Le Plan du travail est vu dans ce cadre comme une soviétisation de l’économie
belge avec « tentacules de l’étatisation
(qui) se resserrent »[22]
Toute la thèse centrale du livre est que « Toute l’histoire de la
franc-maçonnerie n’est qu’une immense piperie de mots et une duperie infâme, à
la faveur de laquelle se poursuit la désagrégation de l’ordre établi. En bref,
la franc-maçonnerie constitue un complot contre la sureté de l’état »[23].
Un complot qui n’a qu’un seul but, la domination du cosmopolitisme, la
domination des Juifs : « Ce qui
frappe le plus dans cet article, c’est qu’il cadre totalement avec les idées
développées dans les Protocoles des Sages de Sion : à savoir que
« liberté » veut dire, « ce que la loi (juive) permet ».
Or, quand les juifs, fondateurs des loges, seront les maîtres, la liberté ne
sera plus qu’un souvenir ! Voyez la Russie ! »[24].
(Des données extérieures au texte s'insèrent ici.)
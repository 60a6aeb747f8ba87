//! Caching Trait
//!
//! The surface shared by the in-memory and file-system-backed caches.

/// A key/value cache where a miss is an empty result, never an error.
pub trait Caching {
    type Key;
    type Value;

    /// Stores `value` under `key`, replacing whatever was there.
    fn insert(&self, key: Self::Key, value: Self::Value);

    /// Returns the value for `key`, or None on a miss.
    fn value(&self, key: &Self::Key) -> Option<Self::Value>;

    /// Removes `key`. No-op if absent.
    fn remove_value(&self, key: &Self::Key);

    /// Removes everything.
    fn clear(&self);

    fn count(&self) -> usize;

    fn is_empty(&self) -> bool {
        self.count() == 0
    }

    /// Indexed write: `Some` inserts, `None` removes.
    fn assign(&self, key: Self::Key, value: Option<Self::Value>) {
        match value {
            Some(value) => self.insert(key, value),
            None => self.remove_value(&key),
        }
    }
}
Le sérieux des affirmations de ce livre, qui comme nous l’avons souligné en
commençant n’a pas été sans conséquences concrètes, doit se lire à
l’affirmation qui veut que le Protocole
des sages de Sion soit un livre de référence, ce que nous avions démonté
dans une de nos premières chroniques[25].
[1]
Voir Defosse, Pol (sous la direction de), Dictionnaire
historique de la laïcité en Belgique, Bruxelles, Luc Pire – Fondation
rationaliste, 2005, pp.190-192. Voir également Gotovitch, José, Franc-maçonnerie, guerre et paix in Les internationales et le problème de la
guerre au xxe siècle. Acte du colloque de Rome 22-24 novembre 1984, Rome,
école Française de Rome, 1987, p.103 et Lanneau, Catherine, L’idole brisée : la droite belge
francophone et la crise morale de la France (1934-1938) in RBHC, vol XXXIII, 2003, 1-2, p.195
[2] Docteur
Paul Ouwerx, Tirlement, Chez Les
précurseurs du communisme. La
Franc-Maçonnerie peinte par elle-même, l’auteur, 1940, 222 p
[3]
P.106.
[4] P.91
[5]
Sur cette tendance voir notamment La spiritualité au
cœur de la doctrine in AM n°61 de juillet-août-septembre 2012 et La
Loi du décalogue in AM n°64 d’avril-mai-juin 2013,
[6]
P.28
[7] P.30
[8] P.87
[9] P.19
[10]
P.60
[11] P.54
[12] P.37
[13] P.86
[14]
Sur celle-ci voir L’idéologie derrière la carte postale in AM
n°62 d’octobre-novembre-décembre 2012
[16]
P71
[17] P.72
[18]
P.65
[19]
P.35. Sur l’antisémitisme, voir principalement L’antisémitisme est-il une futilité ? in AM
n°26 d’octobre-novembre-décembre 2003, Un populisme du 19e
siècle in AM n°29 de
juillet-août-septembre 2004, et Antisémitisme
et anticommunisme. Les deux mamelles de l’extrême droite in AM n°63 de janvier-février-mars 2013
[20]
P.85
[21]
Pp.82-83
[22]
P.77. Sur l’anticommunisme, voir notamment L’anticommunisme d’un transfuge in AM
n°59 de janvier-février-mars 2012,
[23]
P.81
[24]
P.33
[25] Un échec voué au succès. Les protocoles
des sages de Sion in AM n°18 de juillet-août-septembre 2001.